Abstract

This paper reviews the implications of the large-scale USA Multimodal Treatment Study of Children with Attention-Deficit/Hyperactivity Disorder (MTA) by the MTA Cooperative group for planning of clinical services for children with attention deficit hyperactivity disorder in Australia. The MTA study findings of no significant difference between active medication treatment alone, and combined medication combined with behaviour therapy treatments, on core symptom outcomes, are examined. Service traditions, workforce issues, diagnostic and ethical and philosophical considerations are discussed in relation to their impact on service planning in Australia. Implications of pharmacogenomic research are examined. Ethical and philosophical questions are raised in relation to the use of stimulant medications for subthreshold symptoms and for socialization of children.

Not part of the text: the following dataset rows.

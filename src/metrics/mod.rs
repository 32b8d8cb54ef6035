// Metrics module
// Prometheus counters for pipeline turns and generation outcomes

use anyhow::{Context, Result};
use prometheus::{Encoder, IntCounterVec, Opts, Registry, TextEncoder};

use crate::pipeline::ResponseResult;

/// Outcome of the generation step for one turn
#[derive(Debug, Clone, Copy, PartialEq, Eq)]
pub enum GenerationOutcome {
    /// A completion passed the quality gate
    Generated,
    /// Backend disabled, failed, or returned nothing usable
    Unavailable,
    /// Not attempted (crisis short-circuit or blank message)
    Skipped,
}

impl GenerationOutcome {
    pub fn as_str(&self) -> &'static str {
        match self {
            GenerationOutcome::Generated => "generated",
            GenerationOutcome::Unavailable => "unavailable",
            GenerationOutcome::Skipped => "skipped",
        }
    }
}

/// Registry-backed counters, owned by whoever hosts the pipeline
pub struct PipelineMetrics {
    registry: Registry,
    turns: IntCounterVec,
    generations: IntCounterVec,
}

impl PipelineMetrics {
    pub fn new() -> Result<Self> {
        let registry = Registry::new();

        let turns = IntCounterVec::new(
            Opts::new("safespace_turns_total", "Turns processed, by reply tool and status"),
            &["tool", "status"],
        )
        .context("Failed to create turns counter")?;

        let generations = IntCounterVec::new(
            Opts::new(
                "safespace_generation_total",
                "Generation step outcomes per turn",
            ),
            &["outcome"],
        )
        .context("Failed to create generation counter")?;

        registry
            .register(Box::new(turns.clone()))
            .context("Failed to register turns counter")?;
        registry
            .register(Box::new(generations.clone()))
            .context("Failed to register generation counter")?;

        Ok(Self {
            registry,
            turns,
            generations,
        })
    }

    pub fn record_turn(&self, result: &ResponseResult) {
        self.turns
            .with_label_values(&[result.tool.as_str(), result.status.as_str()])
            .inc();
    }

    pub fn record_generation(&self, outcome: GenerationOutcome) {
        self.generations.with_label_values(&[outcome.as_str()]).inc();
    }

    pub fn turn_count(&self, tool: &str, status: &str) -> u64 {
        self.turns.with_label_values(&[tool, status]).get()
    }

    /// Prometheus text exposition format
    pub fn render(&self) -> Result<String> {
        let mut buffer = Vec::new();
        TextEncoder::new()
            .encode(&self.registry.gather(), &mut buffer)
            .context("Failed to encode metrics")?;
        String::from_utf8(buffer).context("Metrics output was not UTF-8")
    }
}

#[cfg(test)]
mod tests {
    use super::*;
    use crate::pipeline::{ResponseStatus, ResponseTool};

    #[test]
    fn test_record_and_render() {
        let metrics = PipelineMetrics::new().unwrap();
        let result = ResponseResult::new("hi", ResponseTool::Greeting, ResponseStatus::Degraded);

        metrics.record_turn(&result);
        metrics.record_turn(&result);
        metrics.record_generation(GenerationOutcome::Unavailable);

        assert_eq!(metrics.turn_count("greeting", "degraded"), 2);

        let text = metrics.render().unwrap();
        assert!(text.contains("safespace_turns_total"));
        assert!(text.contains("tool=\"greeting\""));
        assert!(text.contains("outcome=\"unavailable\""));
    }
}
// Wire types for the text generation endpoint

use serde::{Deserialize, Serialize};

use crate::config::GenerationSettings;

/// Request body: `{"inputs": ..., "parameters": {...}}`
#[derive(Debug, Clone, Serialize)]
pub struct GenerationRequest<'a> {
    pub inputs: &'a str,
    pub parameters: GenerationParameters,
}

#[derive(Debug, Clone, Copy, Serialize)]
pub struct GenerationParameters {
    pub max_new_tokens: u32,
    pub temperature: f32,
    pub do_sample: bool,

    /// Always false: the prompt should not be echoed back
    pub return_full_text: bool,
}

impl GenerationParameters {
    pub fn from_settings(settings: &GenerationSettings) -> Self {
        Self {
            max_new_tokens: settings.max_new_tokens,
            temperature: settings.temperature,
            do_sample: true,
            return_full_text: false,
        }
    }
}

/// One element of the response array
#[derive(Debug, Clone, Deserialize)]
pub struct GeneratedText {
    pub generated_text: String,
}

/// Quality gate for a raw completion.
///
/// Strips an echoed prompt prefix, trims, and keeps the text only if it is
/// longer than `min_chars` characters.
pub fn accept_completion(prompt: &str, raw: &str, min_chars: usize) -> Option<String> {
    let text = raw.strip_prefix(prompt).unwrap_or(raw).trim();

    if text.chars().count() > min_chars {
        Some(text.to_string())
    } else {
        None
    }
}

#[cfg(test)]
mod tests {
    use super::*;

    #[test]
    fn test_request_serialization() {
        let settings = GenerationSettings::default();
        let request = GenerationRequest {
            inputs: "hello",
            parameters: GenerationParameters::from_settings(&settings),
        };

        let json = serde_json::to_value(&request).unwrap();
        assert_eq!(json["inputs"], "hello");
        assert_eq!(json["parameters"]["max_new_tokens"], 150);
        assert_eq!(json["parameters"]["return_full_text"], false);
        assert_eq!(json["parameters"]["do_sample"], true);
    }

    #[test]
    fn test_accept_strips_echoed_prompt() {
        let prompt = "User: hi\nTherapist:";
        let raw = "User: hi\nTherapist: It's good to hear from you today.";
        assert_eq!(
            accept_completion(prompt, raw, 10).as_deref(),
            Some("It's good to hear from you today.")
        );
    }

    #[test]
    fn test_accept_rejects_degenerate_output() {
        let prompt = "User: hi\nTherapist:";
        assert!(accept_completion(prompt, prompt, 10).is_none());
        assert!(accept_completion(prompt, "   ", 10).is_none());
        assert!(accept_completion(prompt, "ok", 10).is_none());
        // Exactly at the threshold is still rejected
        assert!(accept_completion(prompt, "0123456789", 10).is_none());
        assert!(accept_completion(prompt, "0123456789a", 10).is_some());
    }
}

A critical evaluation of results reveals that combined treatments allow the use of lower medication doses, and that multimodal treatments are effective for comorbid symptoms. Completion of the Human Genome Project promises increasing technological advances. Arguments for and against a technological approach to child rearing are posited. The MTA study raises not just service planning questions, but also important ethical and philosophical considerations about optimal degree of medicalization of services in an increasingly technological society. Child psychiatrists will be required to have an understanding of technological developments if they wish to contribute to future debates.